***** Data extract

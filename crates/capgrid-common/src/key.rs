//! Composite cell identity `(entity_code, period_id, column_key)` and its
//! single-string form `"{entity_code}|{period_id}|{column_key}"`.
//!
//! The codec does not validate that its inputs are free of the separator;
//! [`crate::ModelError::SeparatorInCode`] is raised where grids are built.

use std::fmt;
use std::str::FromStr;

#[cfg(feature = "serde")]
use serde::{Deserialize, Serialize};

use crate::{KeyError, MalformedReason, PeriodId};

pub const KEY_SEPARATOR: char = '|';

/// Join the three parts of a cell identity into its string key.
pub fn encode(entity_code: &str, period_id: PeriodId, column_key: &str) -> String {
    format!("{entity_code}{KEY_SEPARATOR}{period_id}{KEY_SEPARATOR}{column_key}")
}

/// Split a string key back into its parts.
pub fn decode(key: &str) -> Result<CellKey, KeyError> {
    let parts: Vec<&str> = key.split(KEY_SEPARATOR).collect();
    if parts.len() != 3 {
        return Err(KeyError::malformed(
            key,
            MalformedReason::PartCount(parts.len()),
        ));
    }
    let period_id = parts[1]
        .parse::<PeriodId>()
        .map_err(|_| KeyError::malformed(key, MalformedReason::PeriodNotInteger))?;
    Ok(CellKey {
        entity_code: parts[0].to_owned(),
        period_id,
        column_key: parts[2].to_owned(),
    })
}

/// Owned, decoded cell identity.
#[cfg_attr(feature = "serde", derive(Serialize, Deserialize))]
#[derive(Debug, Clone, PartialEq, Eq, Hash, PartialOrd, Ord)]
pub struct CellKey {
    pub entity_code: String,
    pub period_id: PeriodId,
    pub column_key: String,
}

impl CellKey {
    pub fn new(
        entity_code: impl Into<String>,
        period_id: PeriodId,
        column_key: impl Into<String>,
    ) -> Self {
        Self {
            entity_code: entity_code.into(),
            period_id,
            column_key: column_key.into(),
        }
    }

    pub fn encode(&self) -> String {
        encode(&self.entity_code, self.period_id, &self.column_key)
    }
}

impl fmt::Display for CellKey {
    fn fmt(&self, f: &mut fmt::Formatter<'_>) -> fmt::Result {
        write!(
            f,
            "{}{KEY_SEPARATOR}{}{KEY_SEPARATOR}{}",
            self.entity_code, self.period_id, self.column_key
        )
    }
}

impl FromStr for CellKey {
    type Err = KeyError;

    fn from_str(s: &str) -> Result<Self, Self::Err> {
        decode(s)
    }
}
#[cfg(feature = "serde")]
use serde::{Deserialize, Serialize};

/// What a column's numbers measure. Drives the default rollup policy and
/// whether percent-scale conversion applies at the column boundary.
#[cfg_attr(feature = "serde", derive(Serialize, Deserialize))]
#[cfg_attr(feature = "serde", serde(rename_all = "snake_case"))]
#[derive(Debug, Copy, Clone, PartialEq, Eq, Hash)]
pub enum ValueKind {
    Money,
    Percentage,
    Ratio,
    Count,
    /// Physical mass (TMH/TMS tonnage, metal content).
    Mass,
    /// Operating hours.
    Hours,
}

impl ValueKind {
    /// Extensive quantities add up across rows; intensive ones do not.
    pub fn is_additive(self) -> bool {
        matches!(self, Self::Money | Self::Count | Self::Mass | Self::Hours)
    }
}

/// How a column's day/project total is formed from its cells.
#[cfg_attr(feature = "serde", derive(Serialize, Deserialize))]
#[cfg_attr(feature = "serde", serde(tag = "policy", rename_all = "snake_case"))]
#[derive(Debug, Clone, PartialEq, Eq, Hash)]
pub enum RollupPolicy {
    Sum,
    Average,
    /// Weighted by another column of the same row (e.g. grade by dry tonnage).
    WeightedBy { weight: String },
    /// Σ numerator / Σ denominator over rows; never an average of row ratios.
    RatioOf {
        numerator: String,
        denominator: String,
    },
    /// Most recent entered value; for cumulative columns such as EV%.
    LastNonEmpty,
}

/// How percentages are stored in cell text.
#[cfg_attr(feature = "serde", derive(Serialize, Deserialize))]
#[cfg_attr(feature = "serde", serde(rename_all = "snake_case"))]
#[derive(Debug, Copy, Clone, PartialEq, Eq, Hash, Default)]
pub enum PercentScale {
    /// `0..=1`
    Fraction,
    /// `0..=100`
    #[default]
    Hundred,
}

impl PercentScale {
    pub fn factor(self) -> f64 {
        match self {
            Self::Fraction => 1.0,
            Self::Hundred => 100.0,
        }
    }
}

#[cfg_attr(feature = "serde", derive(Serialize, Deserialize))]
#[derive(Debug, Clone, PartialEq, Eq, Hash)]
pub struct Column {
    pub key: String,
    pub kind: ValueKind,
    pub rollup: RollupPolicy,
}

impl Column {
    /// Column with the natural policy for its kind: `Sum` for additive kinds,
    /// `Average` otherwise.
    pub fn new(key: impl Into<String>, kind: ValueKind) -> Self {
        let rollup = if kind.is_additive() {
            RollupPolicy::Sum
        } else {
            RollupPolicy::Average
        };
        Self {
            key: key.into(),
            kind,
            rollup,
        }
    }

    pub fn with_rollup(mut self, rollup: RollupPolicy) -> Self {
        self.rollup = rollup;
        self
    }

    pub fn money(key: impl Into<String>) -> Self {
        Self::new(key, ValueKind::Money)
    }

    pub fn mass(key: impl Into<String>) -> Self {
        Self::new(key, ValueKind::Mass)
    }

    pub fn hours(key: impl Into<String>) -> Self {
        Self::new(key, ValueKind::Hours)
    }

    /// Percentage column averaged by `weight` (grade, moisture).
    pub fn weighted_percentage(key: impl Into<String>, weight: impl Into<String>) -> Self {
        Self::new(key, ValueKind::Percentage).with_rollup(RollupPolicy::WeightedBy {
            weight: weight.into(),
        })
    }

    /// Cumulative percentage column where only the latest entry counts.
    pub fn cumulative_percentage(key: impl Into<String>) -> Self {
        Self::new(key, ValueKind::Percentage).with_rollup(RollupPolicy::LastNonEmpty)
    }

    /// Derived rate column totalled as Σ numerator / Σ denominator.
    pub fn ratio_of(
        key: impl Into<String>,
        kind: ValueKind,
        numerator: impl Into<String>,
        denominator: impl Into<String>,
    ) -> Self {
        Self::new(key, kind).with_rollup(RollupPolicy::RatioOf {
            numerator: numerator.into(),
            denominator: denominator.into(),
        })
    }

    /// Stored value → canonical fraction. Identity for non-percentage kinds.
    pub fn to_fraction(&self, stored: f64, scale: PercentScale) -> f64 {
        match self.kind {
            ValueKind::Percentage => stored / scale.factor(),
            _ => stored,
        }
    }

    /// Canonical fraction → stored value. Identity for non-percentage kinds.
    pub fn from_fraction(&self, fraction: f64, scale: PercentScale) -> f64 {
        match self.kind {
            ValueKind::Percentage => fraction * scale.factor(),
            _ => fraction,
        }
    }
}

**********

Work to complete - Please restate only the opening stretch of the records above: every line from the first through the one containing "its string key.", exactly as written.

Task answer -
filename crates/capgrid-common/src/key.rs
//! Composite cell identity `(entity_code, period_id, column_key)` and its
//! single-string form `"{entity_code}|{period_id}|{column_key}"`.
//!
//! The codec does not validate that its inputs are free of the separator;
//! [`crate::ModelError::SeparatorInCode`] is raised where grids are built.

use std::fmt;
use std::str::FromStr;

#[cfg(feature = "serde")]
use serde::{Deserialize, Serialize};

use crate::{KeyError, MalformedReason, PeriodId};

pub const KEY_SEPARATOR: char = '|';

/// Join the three parts of a cell identity into its string key.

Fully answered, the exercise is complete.